>>>>>
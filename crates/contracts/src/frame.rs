//! Tracking snapshots and the frames assembled from them.
//!
//! ## Time Model
//! - Timestamps are transport clock microseconds (`Transport::now()`)
//! - Frame ids increase monotonically per connection

use bytes::Bytes;
use serde::{Deserialize, Serialize};

use crate::{Image, TrackedQuad};

/// Identifier of a capture instant, shared by tracking data, images and quads.
pub type FrameId = i64;

/// Tracking snapshot as delivered by the transport.
///
/// Hand geometry is carried opaquely in `payload`.
#[derive(Debug, Clone, PartialEq, Serialize, Deserialize)]
pub struct TrackingEvent {
    pub frame_id: FrameId,
    /// Capture timestamp (microseconds)
    pub timestamp: i64,
    #[serde(default)]
    pub tracking_frame_id: i64,
    #[serde(default)]
    pub framerate: f32,
    #[serde(default)]
    pub hand_count: u32,
    #[serde(default)]
    pub payload: Bytes,
}

/// One correlated capture instant.
///
/// Mutable only while pending; once released it is shared as `Arc<Frame>`.
#[derive(Debug, Clone, PartialEq)]
pub struct Frame {
    pub id: FrameId,
    pub timestamp: i64,
    pub tracking_frame_id: i64,
    pub framerate: f32,
    pub hand_count: u32,
    pub payload: Bytes,
    /// Attached images, at most one per (kind, perspective)
    pub images: Vec<Image>,
    pub tracked_quad: Option<TrackedQuad>,
}

impl Frame {
    /// Whether a valid planar surface is attached
    pub fn has_valid_quad(&self) -> bool {
        self.tracked_quad.as_ref().is_some_and(|q| q.valid)
    }
}

impl From<TrackingEvent> for Frame {
    fn from(event: TrackingEvent) -> Self {
        Self {
            id: event.frame_id,
            timestamp: event.timestamp,
            tracking_frame_id: event.tracking_frame_id,
            framerate: event.framerate,
            hand_count: event.hand_count,
            payload: event.payload,
            images: Vec::new(),
            tracked_quad: None,
        }
    }
}

/// Why a pending frame left the queue
#[derive(Debug, Clone, Copy, PartialEq, Eq, Hash, Serialize, Deserialize)]
#[serde(rename_all = "snake_case")]
pub enum ReleaseReason {
    /// Every enabled capability was present
    Complete,
    /// Pending timeout elapsed first
    TimedOut,
}

impl ReleaseReason {
    pub fn as_str(self) -> &'static str {
        match self {
            Self::Complete => "complete",
            Self::TimedOut => "timed_out",
        }
    }
}
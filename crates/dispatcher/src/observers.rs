//! Synchronous observer fan-out on the poll thread.
//!
//! Each observer is invoked in subscription order. A panicking observer is
//! caught and counted; the remaining observers still receive the event.

use std::panic::{self, AssertUnwindSafe};
use std::sync::atomic::{AtomicU64, Ordering};
use std::sync::{Arc, PoisonError, RwLock};

use contracts::{ConnectionEvent, ConnectionObserver};
use tracing::{trace, warn};

/// Subscription token returned by [`ObserverList::subscribe`]
pub type ObserverId = u64;

type Entry = (ObserverId, Arc<dyn ConnectionObserver>);

/// Explicit list of notification subscribers
#[derive(Default)]
pub struct ObserverList {
    observers: RwLock<Vec<Entry>>,
    next_id: AtomicU64,
    failures: AtomicU64,
}

impl std::fmt::Debug for ObserverList {
    fn fmt(&self, f: &mut std::fmt::Formatter<'_>) -> std::fmt::Result {
        f.debug_struct("ObserverList")
            .field("len", &self.len())
            .field("failures", &self.failures())
            .finish()
    }
}

impl ObserverList {
    pub fn new() -> Self {
        Self::default()
    }

    pub fn subscribe(&self, observer: Arc<dyn ConnectionObserver>) -> ObserverId {
        let id = self.next_id.fetch_add(1, Ordering::Relaxed);
        trace!(observer = observer.name(), id, "observer subscribed");
        self.observers
            .write()
            .unwrap_or_else(PoisonError::into_inner)
            .push((id, observer));
        id
    }

    /// Remove a subscription; false if the id is unknown
    pub fn unsubscribe(&self, id: ObserverId) -> bool {
        let mut observers = self
            .observers
            .write()
            .unwrap_or_else(PoisonError::into_inner);
        let before = observers.len();
        observers.retain(|(entry_id, _)| *entry_id != id);
        observers.len() != before
    }

    /// Deliver `event` to every observer; returns how many returned normally.
    ///
    /// The list is snapshotted first, so observers may (un)subscribe from
    /// inside `on_event`.
    pub fn notify(&self, event: &ConnectionEvent) -> usize {
        let snapshot: Vec<Entry> = self
            .observers
            .read()
            .unwrap_or_else(PoisonError::into_inner)
            .clone();

        let mut delivered = 0;
        for (id, observer) in snapshot {
            let outcome = panic::catch_unwind(AssertUnwindSafe(|| observer.on_event(event)));
            match outcome {
                Ok(()) => delivered += 1,
                Err(_) => {
                    self.failures.fetch_add(1, Ordering::Relaxed);
                    warn!(
                        observer = observer.name(),
                        id,
                        kind = event.kind(),
                        "observer panicked while handling notification"
                    );
                }
            }
        }
        delivered
    }

    pub fn len(&self) -> usize {
        self.observers
            .read()
            .unwrap_or_else(PoisonError::into_inner)
            .len()
    }

    pub fn is_empty(&self) -> bool {
        self.len() == 0
    }

    /// Observer panics caught so far
    pub fn failures(&self) -> u64 {
        self.failures.load(Ordering::Relaxed)
    }
}

#[cfg(test)]
mod tests {
    use std::sync::Mutex;

    use super::*;

    #[derive(Default)]
    struct Recorder {
        kinds: Mutex<Vec<&'static str>>,
    }

    impl ConnectionObserver for Recorder {
        fn name(&self) -> &str {
            "recorder"
        }

        fn on_event(&self, event: &ConnectionEvent) {
            self.kinds.lock().unwrap().push(event.kind());
        }
    }

    struct Panicker;

    impl ConnectionObserver for Panicker {
        fn on_event(&self, _event: &ConnectionEvent) {
            panic!("observer failure");
        }
    }

    #[test]
    fn test_failing_observer_is_isolated() {
        let list = ObserverList::new();
        let recorder = Arc::new(Recorder::default());
        list.subscribe(Arc::new(Panicker));
        list.subscribe(recorder.clone());

        let delivered = list.notify(&ConnectionEvent::Connected);
        assert_eq!(delivered, 1);
        assert_eq!(list.failures(), 1);
        assert_eq!(*recorder.kinds.lock().unwrap(), vec!["connected"]);
    }

    #[test]
    fn test_unsubscribe() {
        let list = ObserverList::new();
        let recorder = Arc::new(Recorder::default());
        let id = list.subscribe(recorder.clone());
        list.notify(&ConnectionEvent::Init);

        assert!(list.unsubscribe(id));
        assert!(!list.unsubscribe(id));
        list.notify(&ConnectionEvent::Connected);

        assert_eq!(*recorder.kinds.lock().unwrap(), vec!["init"]);
        assert!(list.is_empty());
    }
}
<<<<<
EXERCISE DETAILS
Would you copy all lines in the records where the string "push" appears?

EXERCISE RESULT
            .push((id, observer));
            self.kinds.lock().unwrap().push(event.kind());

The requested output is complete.